The Simple Triangle Mesh figure illustrates the simplest case. It uses the sequence

{bgntmesh(); v(1); v(2); v(3); v(4); v(5); v(6); v(7); 
endtmesh();}
 

where v(i) stands for any vertex subroutine with the coordinates of the i-th point. As a result, the pipeline accepts (and transforms) points 1 and 2. When point 3 arrives, it is transformed and the system draws the triangle 123. Then point 3 replaces point 1 (so the pipeline now remembers points 2 and 3), and when point 4 arrives, triangle 324 is drawn, and point 4 replaces point 2.

This sequence continues. Each time a new point is sent, the system draws a triangle containing the new point and the two retained points. The oldest retained point is then discarded, and is replaced by the new point. The sequence ends with a call to the endtmesh subroutine is sent.

swaptmesh Subroutine

The Example of the swaptmesh Subroutine figure illustrates a more complex situation. The first six triangles (123, 234, 345, 456, 567, 678) could be drawn as before, but if nothing is done, the arrival of point 9 causes triangle 789 to be drawn, not triangle 689 as desired. To draw meshes like the one in this figure, we must examine more closely the mechanism the geometry hardware uses to retain points.

The pipeline maintains two previous vertices together with a pointer that points to one or the other of them while drawing a triangle mesh. When a new vertex arrives, a triangle is drawn using all three vertices, and then the new vertex replaces the one pointed to by the pointer. The pointer is then changed to point to the other retained vertex. Thus if nothing special is done, the discarded vertex alternates, drawing a picture like the Simple Triangle Mesh figure.

The following table illustrates what happens internally when the simple triangle mesh is drawn:

Initial state: After vertex1: After vertex2:
P -> R1 = junk1 R1 = vert1 P -> R1 = vert1
R2 = junk2 P-> R2 = junk2 R2 = vert2

When vertex3 arrives, triangle 123 is drawn, and the state is:

   R1 = vert3

P ->  R2 = vert2

The next few states are:

After drawing 324: After 345: After 546:
P -> R1 = vert3  R1 = vert5 P -> R1 = vert5
R2 = vert4 P -> R2 = vert4 R2 = vert6

GL contains a subroutine, swaptmesh, whose only effect is to swap the pointer to the other retained vertex.

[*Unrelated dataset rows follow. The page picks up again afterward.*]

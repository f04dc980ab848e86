//! Signed transfer and currency-creation records
//!
//! A transaction becomes authoritative only once delivered through the
//! commit feed; until then it is a proposal. Every replica re-derives the
//! signable bytes and re-verifies the signature at apply time, so the
//! signable encoding must be bit-identical wherever it is computed.

use crate::crypto::{self, KeyPair};
use crate::types::{Amount, Currency, PublicKey, Signature};
use crate::{Error, Result};
use serde::{Deserialize, Serialize};

/// A transfer between identities, or a privileged creation record minting
/// currency into a destination.
#[derive(Debug, Clone, PartialEq, Eq, Serialize, Deserialize)]
pub struct Transaction {
    /// Sender; absent on creation records
    pub src: Option<PublicKey>,

    /// Receiver, always present
    pub dest: PublicKey,

    /// Signature over [`Transaction::signable_bytes`]; absent on creation
    /// records and before signing
    pub signature: Option<Signature>,

    /// Currency being moved
    pub currency: Currency,

    /// Amount being moved
    pub amount: Amount,

    /// Whether this record mints currency instead of debiting a sender
    pub create: bool,
}

/// The exact projection of a transaction covered by its signature:
/// signature and creation flag are excluded.
#[derive(Serialize)]
struct Signable<'a> {
    src: &'a Option<PublicKey>,
    dest: &'a PublicKey,
    currency: &'a Currency,
    amount: &'a Amount,
}

impl Transaction {
    /// Construct a transaction, unsigned.
    ///
    /// Fails with [`Error::InvalidAddress`] when the destination is
    /// missing, or when a non-creation has no source. A creation carrying
    /// a source is a caller bug and fails with [`Error::InvalidOperation`].
    pub fn new(
        src: Option<PublicKey>,
        dest: Option<PublicKey>,
        currency: Currency,
        amount: Amount,
        create: bool,
    ) -> Result<Self> {
        let dest = dest.ok_or_else(|| {
            Error::InvalidAddress("no destination address provided".to_string())
        })?;

        if !create && src.is_none() {
            return Err(Error::InvalidAddress(
                "no source address provided".to_string(),
            ));
        }
        if create && src.is_some() {
            return Err(Error::InvalidOperation(
                "creation records carry no source".to_string(),
            ));
        }

        Ok(Self {
            src,
            dest,
            signature: None,
            currency,
            amount,
            create,
        })
    }

    /// Canonical byte encoding of `{src, dest, currency, amount}`.
    ///
    /// Order-stable and bit-identical across nodes; every replica
    /// recomputes it for verification.
    pub fn signable_bytes(&self) -> Result<Vec<u8>> {
        Ok(bincode::serialize(&Signable {
            src: &self.src,
            dest: &self.dest,
            currency: &self.currency,
            amount: &self.amount,
        })?)
    }

    /// Sign the transaction with the sender's key.
    ///
    /// Creation records are never sender-signed; their authority comes
    /// from whatever gate admitted them at the submission layer.
    pub fn sign(&mut self, keypair: &KeyPair) -> Result<()> {
        if self.create {
            return Err(Error::InvalidOperation(
                "cannot sign a creation record".to_string(),
            ));
        }

        let message = self.signable_bytes()?;
        self.signature = Some(keypair.sign(&message));
        Ok(())
    }

    /// Whether the transaction is admissible: creations are trusted as-is,
    /// transfers must carry a signature verifying against `src`.
    pub fn is_verified(&self) -> bool {
        if self.create {
            return true;
        }

        let (Some(src), Some(signature)) = (self.src, self.signature) else {
            return false;
        };

        match self.signable_bytes() {
            Ok(message) => crypto::verify_signature(&message, &signature, &src),
            Err(_) => false,
        }
    }

    /// Serialize for the consensus log
    pub fn to_bytes(&self) -> Result<Vec<u8>> {
        Ok(bincode::serialize(self)?)
    }

    /// Deserialize from a commit entry
    pub fn from_bytes(bytes: &[u8]) -> Result<Self> {
        Ok(bincode::deserialize(bytes)?)
    }
}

The following sequence draws the mesh in the figure entitled Example of the swaptmesh Subroutine.

bgntmesh();
   v(1);
   v(2);
   v(3);
   v(4);
   v(5);
   v(6);
   v(7);
swaptmesh();
   v(8);
swaptmesh();
   v(9);
swaptmesh();
   v(10);
   v(4);
   v(11);
endtmesh();

The following table shows what is happening internally:

After vertex7: After swaptmesh: After vertex8:
   R1 = vert7 P -> R1 = vert7 R1 = vert8
P -> R2 = vert6   R2 = vert6 P -> R2 = vert6
After swaptmesh: After vertex9: After swaptmesh:
P -> R1 = vert8       R1 = vert9 P -> R1 = vert9
      R2 = vert6 P -> R2 = vert6        R2 = vert6
After vertex10: After vertex4: After vertex11:
       R1 = vert10 P -> R1 = vert10     R1 = vert11
P -> R2 = vert6      R2 = vert4 P -> R2 = vert4

Without going into such detail, here is the sequence that draws the figure in Another swaptmesh Example:

bgntmesh();
   v(1);
   v(2);
   v(3);
   v(4);
   v(5);
swaptmesh();
   v(6);
   v(7);
swaptmesh();
   v(8);
   v(9);
endtmesh();

At most, a limit of 256 vertex subroutines can occur between the bgntmesh and endtmesh subroutines.

The program octahedron.c (in in GL3.2 Version 4 for AIX: Graphics Library (GL) Technical Reference) draws a 3-D octahedron (8-sided regular polyhedron) using the mesh primitive. Because meshes in two dimensions are of little use, the example is three-dimensional. This example uses a number of advanced concepts and routines that are covered in other sections. These include 3-D rotations, hidden surface removal, smooth (double buffered) motion, and a different color mode.